**EXERCISE**
All that is needed is each line of the entries holding the word "channels", copied as it stands.

**SUPPLIED RECORDS**
• • •

//! Sample-rate conversion and channel downmixing for transcription input.

use crate::audio::frame::Utterance;

/// Linearly resamples `samples` from `from_rate` to `to_rate`.
///
/// Returns the input unchanged when the rates already match. Output length
/// is `len * to_rate / from_rate`, rounded down, matching the original
/// signal's duration.
pub fn resample_linear(samples: &[f32], from_rate: u32, to_rate: u32) -> Vec<f32> {
    if from_rate == to_rate || samples.is_empty() {
        return samples.to_vec();
    }

    let out_len = (samples.len() as u64 * to_rate as u64 / from_rate as u64) as usize;
    if out_len == 0 {
        return Vec::new();
    }

    let step = samples.len() as f64 / out_len as f64;
    (0..out_len)
        .map(|i| {
            let pos = i as f64 * step;
            let idx = pos as usize;
            let frac = (pos - idx as f64) as f32;
            let a = samples[idx];
            let b = samples[(idx + 1).min(samples.len() - 1)];
            a + (b - a) * frac
        })
        .collect()
}

/// Downmixes interleaved multi-channel audio to mono by channel-wise
/// averaging. Mono input passes through unchanged.
pub fn downmix_mono(samples: &[f32], channels: u16) -> Vec<f32> {
    if channels <= 1 || samples.is_empty() {
        return samples.to_vec();
    }

    let channels = channels as usize;
    samples
        .chunks(channels)
        .map(|frame| frame.iter().sum::<f32>() / frame.len() as f32)
        .collect()
}

/// Prepares an utterance for the transcription engine: mono downmix first
/// (resampling interleaved data would smear channels), then linear
/// resampling to the target rate.
pub fn prepare(utterance: &Utterance, target_rate: u32) -> Vec<f32> {
    let mono = downmix_mono(&utterance.samples, utterance.channels);
    resample_linear(&mono, utterance.sample_rate, target_rate)
}

#[cfg(test)]
mod tests {
    use super::*;

    #[test]
    fn test_resample_identity_at_equal_rates() {
        let samples = vec![0.1, 0.2, 0.3];
        assert_eq!(resample_linear(&samples, 16000, 16000), samples);
    }

    #[test]
    fn test_resample_empty() {
        assert!(resample_linear(&[], 48000, 16000).is_empty());
    }

    #[test]
    fn test_resample_halves_length() {
        let samples = vec![0.0; 32000];
        let out = resample_linear(&samples, 32000, 16000);
        assert_eq!(out.len(), 16000);
    }

    #[test]
    fn test_resample_doubles_length() {
        let samples = vec![0.0; 8000];
        let out = resample_linear(&samples, 8000, 16000);
        assert_eq!(out.len(), 16000);
    }

    #[test]
    fn test_resample_preserves_constant_signal() {
        let samples = vec![0.7; 4410];
        let out = resample_linear(&samples, 44100, 16000);
        assert!(!out.is_empty());
        for s in out {
            assert!((s - 0.7).abs() < 1e-6);
        }
    }

    #[test]
    fn test_resample_interpolates_ramp() {
        // A linear ramp stays a linear ramp through linear interpolation.
        let samples: Vec<f32> = (0..100).map(|i| i as f32 / 100.0).collect();
        let out = resample_linear(&samples, 20000, 10000);
        assert_eq!(out.len(), 50);
        for pair in out.windows(2) {
            assert!(pair[1] >= pair[0]);
        }
    }

    #[test]
    fn test_downmix_mono_passthrough() {
        let samples = vec![0.1, 0.2, 0.3];
        assert_eq!(downmix_mono(&samples, 1), samples);
    }

    #[test]
    fn test_downmix_stereo_averages_pairs() {
        let samples = vec![1.0, 0.0, 0.5, 0.5, -1.0, 1.0];
        assert_eq!(downmix_mono(&samples, 2), vec![0.5, 0.5, 0.0]);
    }

    #[test]
    fn test_prepare_mono_same_rate_is_identity() {
        let utterance = Utterance::new(vec![0.1, 0.2], 16000);
        assert_eq!(prepare(&utterance, 16000), vec![0.1, 0.2]);
    }

    #[test]
    fn test_prepare_resamples_to_target() {
        let utterance = Utterance::new(vec![0.5; 48000], 48000);
        let out = prepare(&utterance, 16000);
        assert_eq!(out.len(), 16000);
    }

    #[test]
    fn test_prepare_empty_utterance() {
        let utterance = Utterance::new(vec![], 48000);
        assert!(prepare(&utterance, 16000).is_empty());
    }
}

• • •

**SOLUTION**
pub fn downmix_mono(samples: &[f32], channels: u16) -> Vec<f32> {
    if channels <= 1 || samples.is_empty() {
    let channels = channels as usize;
        .chunks(channels)
/// (resampling interleaved data would smear channels), then linear
    let mono = downmix_mono(&utterance.samples, utterance.channels);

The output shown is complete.